Thull and other injured people met Monday with Inez Tenenbaum, the chairwoman of the Consumer Product Safety Commission.

"I held their hands and saw their injuries," Tenenbaum says. She says it's amazing to see how quickly and easily such serious accidents can happen while using a table saw.

Tenenbaum says she would prefer for the industry to work out a way to license this safety brake technology and adopt it voluntarily. But at the same time, she says, she wants to push ahead down the path of creating a mandatory government requirement for this sort of safeguard on table saws. The next step toward new regulations would be for the commission to announce what's called an Advance Notice of Proposed Rulemaking. The industry and consumers would then have a comment period to respond.

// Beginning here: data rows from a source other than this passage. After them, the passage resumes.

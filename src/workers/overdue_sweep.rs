use std::sync::Arc;
use std::time::Instant;

use tracing::{debug, info};

use crate::engine::SchedulerEngine;
use crate::error::EngineError;

pub async fn run(engine: Arc<SchedulerEngine>) -> Result<(), EngineError> {
    let start = Instant::now();
    debug!("Starting overdue sweep cycle");

    let moved = engine.sweep_overdue().await?;

    if moved > 0 {
        info!(
            moved,
            duration_secs = format!("{:.2}", start.elapsed().as_secs_f64()),
            "Overdue sweep completed"
        );
    }

    Ok(())
}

Inez Tenenbaum, chairwoman of the federal Consumer Product Safety Commission (pictured here last year), is meeting this week with people who have suffered injuries while using table saws. Alex Brandon/AP hide caption

toggle caption
Alex Brandon/AP

Inez Tenenbaum, chairwoman of the federal Consumer Product Safety Commission (pictured here last year), is meeting this week with people who have suffered injuries while using table saws.

Alex Brandon/AP

"We do believe that we could do this in the next few months," Tenenbaum says.

Running between meetings with lawmakers on Capitol Hill on Monday, Greenberg said her group plans to keep the pressure up.

"Our job is that this table saw safety does not go on the back burner the way it has been for the last 10 years," she said.

For its part, the power tool industry is opposed to a mandatory standard. The saw brake technology adds around $100 to the cost of a saw. For expensive saws, that may not be a big deal. But for cheap $100 saws at Home Depot, it could double the price. The industry has said that's unreasonable.

It also says Gass and SawStop are asking for too much money to license the safety brake. And the power tool companies have come up with their own improved blade guard. All of these issues will have to be addressed if the Consumer Product Safety Commission moves forward down the path toward tougher regulation.